Available on Black vinyl, Indie Exclusive opaque yellow vinyl, CD, and digital. (Expanded tracks available on CD and digital only)

First Single “I Broke My Saw (Long Version Mitch Easter Mix)” Out Today, Listen Here

Themes From Venus presaged the future: Tame Impala’s blissed-out electro, thrumming ’90s post-rock and the success of freewheeling pop merchants such as Pixies. – ANNIE ZALESKI, JOURNALIST/AUTHOR
 

Art Rock pioneers and, along with the B-52’s, Pylon and REM, founders of the Athens, Georgia alternative music scene, Love Tractor, bookended the Eighties with two superb, unique records: 1982’s self-titled debut and 1988’s Mitch Easter-produced Themes From Venus, the band’s fourth album. Today, Propeller Sound Recordings is happy to announce an expanded, remastered reissue of Themes From Venus, set for release on March 18. The album will be available on black vinyl, indie exclusive opaque yellow vinyl, CD, and digital. (Expanded tracks available on CD and digital only). The first Single “I Broke My Saw (Long Version Mitch Easter Mix)” is out today. Hear the single and pre-save the album here.

For their third album, This Ain’t No Outer Spaceship, Love Tractor signed to RCA imprint Big Time. Their tenure was short-lived as the label folded not long after the album’s release. But the experience wasn’t without its benefits. “We actually learned a lot while arranging and recording the record, as we had our own process,” keyboardist Mark Cline says. “Now we were being coached by a producer. It really helped us when it came time to produce Themes from Venus; we weren’t bumbling around in the studio.”  Listening to the half-dozen bonus tracks helps to illustrate the bands newfound focus. Arrangements are tighter, tauter; as a result, one can hear the time spent getting the songs just right.

To produce Themes From Venus, the band chose Mitch Easter. “Mitch is like a member of the band; he knew all of our musical references,” says Cline. “He knew we wanted to make a unique album different from anything out there. He was not only a producer engineer but acted as a member of the band. We were friends before and even greater friends after.”
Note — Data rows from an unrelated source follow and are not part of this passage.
// Copyright (c) 2024-2026 Martin Schröder <info@swedishembedded.com>
//
// SPDX-License-Identifier: MIT
use std::collections::VecDeque;
use std::sync::{Arc, Mutex};

use async_trait::async_trait;
use futures::stream;

use crate::stream::{StreamEvent, StreamTransport, TurnStream};
use crate::ClientError;

/// One scripted stream item.  `ClientError` is not `Clone`, so failures are
/// described and materialised on each replay.
#[derive(Debug, Clone)]
pub enum ScriptItem {
    Event(StreamEvent),
    Fail(String),
    /// End of input without completion.
    Close,
}

impl From<StreamEvent> for ScriptItem {
    fn from(ev: StreamEvent) -> Self {
        ScriptItem::Event(ev)
    }
}

/// A pre-scripted stream transport.  Each call to `open` pops the next
/// script from the front of the queue, so tests can drive exact fragment
/// sequences without a backend.
#[derive(Clone, Default)]
pub struct ScriptedTransport {
    scripts: Arc<Mutex<VecDeque<Vec<ScriptItem>>>>,
    /// Response ids passed to `open`, in call order.
    pub opened: Arc<Mutex<Vec<String>>>,
}

impl ScriptedTransport {
    pub fn new(scripts: Vec<Vec<ScriptItem>>) -> Self {
        Self {
            scripts: Arc::new(Mutex::new(scripts.into())),
            opened: Arc::new(Mutex::new(Vec::new())),
        }
    }

    pub fn opened_ids(&self) -> Vec<String> {
        self.opened.lock().map(|v| v.clone()).unwrap_or_default()
    }
}

#[async_trait]
impl StreamTransport for ScriptedTransport {
    fn name(&self) -> &str {
        "scripted"
    }

    async fn open(&self, response_id: &str) -> Result<TurnStream, ClientError> {
        if let Ok(mut opened) = self.opened.lock() {
            opened.push(response_id.to_string());
        }
        let script = self
            .scripts
            .lock()
            .ok()
            .and_then(|mut q| q.pop_front())
            .ok_or(ClientError::StreamClosed)?;

        let items: Vec<Result<StreamEvent, ClientError>> = script
            .into_iter()
            .map(|item| match item {
                ScriptItem::Event(ev) => Ok(ev),
                ScriptItem::Fail(msg) => Err(ClientError::Stream(msg)),
                ScriptItem::Close => Err(ClientError::StreamClosed),
            })
            .collect();
        Ok(Box::pin(stream::iter(items)))
    }
}
#[tokio::test]
async fn rejected_submit_shows_server_message() {
    let api = FakeApi::default();
    *api.submit_error.lock().unwrap() = Some("Invalid input".into());
    let mut h = harness_with(api, vec![], Config::default());
    h.send("hello");
    h.pump().await;

    assert!(h.controller.session().input_enabled());
    assert_eq!(h.controller.segments()[1], ChatSegment::Error("Invalid input".into()));
}

#[tokio::test]
async fn second_send_while_streaming_is_rejected() {
    let mut h = harness(vec![vec![fragment("x")]]);
    h.send("first");
    h.pump().await; // Submitted: now streaming

    h.send("second");
    assert_eq!(h.api.count("submit_turn"), 1);
    assert_eq!(h.last_note().as_deref(), Some("An agent is still responding"));
    // The rejected text stays in the input.
    assert_eq!(h.controller.input().as_str(), "second");
}

#[tokio::test]
async fn events_for_other_streams_are_ignored() {
    let mut h = harness(vec![vec![fragment("x")]]);
    h.send("first");
    h.pump().await;

    h.controller.handle_event(ControllerEvent::Stream {
        response_id: "stale".into(),
        item: Ok(StreamEvent::Fragment("zzz".into())),
    });
    assert_eq!(h.agent_text(1), "");
}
The band’s goal for Themes From Venus was simple. “Themes was meant to work as a whole, to be listened to as one piece of music,” Cline says. “We were very much digging back into our high school years, where an album communicated much more than bad production and a couple of singles. We really wanted the album to function like Bowie’s Low, with a rock side, and then a more aesthetic side. But one hitch was we couldn’t time the record (vinyl) so that Venice was on side A with all the rockers. We’ve fixed that with the CD rerelease.”

Indeed, Themes From Venus flows nicely from beginning to end. The first half offers up some great rockers, from the surreal opening track, “I Broke My Saw” through the psych-rock of the title track and the catchy-as-hell “Satan’s New Wave Soul Losers.” The second half finds the band diving into headier waters, where neo-Robert Fripp-styled guitar and pop-rock blend together on “Crystal World,” while the driving, hypnotic rock of “Venice” can’t help but charm the listener. Themes From Venus is a loud tribute to various rock stylings, sounding both seemingly familiar and yet foreign and new.

After the release of Themes From Venus, Love Tractor embarked on a healthy touring regime to promote the record, including a 60-date stint with The B-52s on their Cosmic Thing tour. Though the band went on hiatus in the early 1990s, they would return again in 2001 with their fifth album, The Sky At Night.

But the sound of Themes From Venus lives on, a rare jewel that captured a musical moment. As author Annie Zaleski states in her liner notes,

Themes From Venus presaged the future: Tame Impala’s blissed-out electro, thrumming ’90s post-rock, the success of freewheeling pop merchants such as Pixies. The title track’s zoned-out keyboard zaps, velvet saxophone and psychedelic vibe shapeshift like a colorful kaleidoscope; “Venice” channels the dark-light dichotomy of early Psychedelic Furs; and the beginning of “Satan” is a motorik churn, Kraftwerk revving a motorcycle. In the ’70s, art-rock’s self-serious vibe was part of its charm. On Themes From Venus, to hear that era’s experimental elements channeled as manicured ebullience is nothing short of pure pleasure. – Annie Zeleski, journalist and author

Themes From Venus remains a singular work, a bold and impressive statement that still sounds ahead of its time. “I love it,” says Cline. “I love the density of the record, it still sounds like nobody else—it flows from beginning to end. It’s our masterpiece.”